What are these yellow papers in the kitchen?
These are the tickets we got last night.
Did i sign this one as Grizzly Bear?
Yes...yes you did.
69 |D_O
wtf does that mean??
it's a very specialized emoticon, means 'i heard you fucking some dude through my bedroom wall last night and so i listened intently"
Answer the phone when I call you in a second. Just got pulled over for getting road head, going to secretly put you on speaker phone, this should be good
Is it sad that when she told me he has a small peen I felt like it made us more compatible?
I dunno if we should get high tonight man. its daylight savings. time travel is just too much for me right now.
he'll be my respectable boyfriend for tksgiving and i'll be his non-slutty girlfriend for christmas.
and then ....
he stays my gay friend and my parents think i'm not a slut.

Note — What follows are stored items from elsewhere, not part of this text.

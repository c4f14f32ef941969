//! Performance helpers
//!
//! - [`RenderGate`] / [`memoize_component`] skip renders when watched props are unchanged
//! - [`prefetch_resources`] warms resources ahead of use
//! - [`PerformanceMonitor`] aggregates measured durations

mod monitor;
mod prefetch;
mod render_gate;

pub use monitor::{Measurement, MetricsSummary, PerformanceMonitor, DEFAULT_SAMPLE_WINDOW};
pub use prefetch::{prefetch_resources, HttpPrefetcher, PrefetchError, ResourceHints};
pub use render_gate::{memoize_component, Component, MemoizeOptions, Memoized, RenderGate};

Standards? I'm sitting on his couch eating microwaved ramen wearing his wife's t-shirt. I don't remember what having standards even feels like.
I finally looked at the pictures from last night thanks for feeding me and pulling my pants up
Im pretty sure at one point a very high you yelled, with actual tears in your eyes, "im not wrestling with you anymore, you dont respect my safe word!!"
He lasted about 30 seconds then said you can't win them all. But then he made me pancakes so it's okay. We shall call him mancakes.
Woke up covered in green glitter and beer. I am never leaving Ireland.
Tell me when you get here. I'm drinking beer in the bushes next to your house, and I put my hoodie up because I was cold. Pretty sure everyone lowkey thinks i'm homeless.
There's hot sauce all over my mirror, lamp shade and dresser. Also it's your turn for weed
I also got a mission for you and you're gonna love it. Biggest. Hospital. Party. Ever.
On the plus side I'm getting really good at painting the inside of a toilet with my bowels.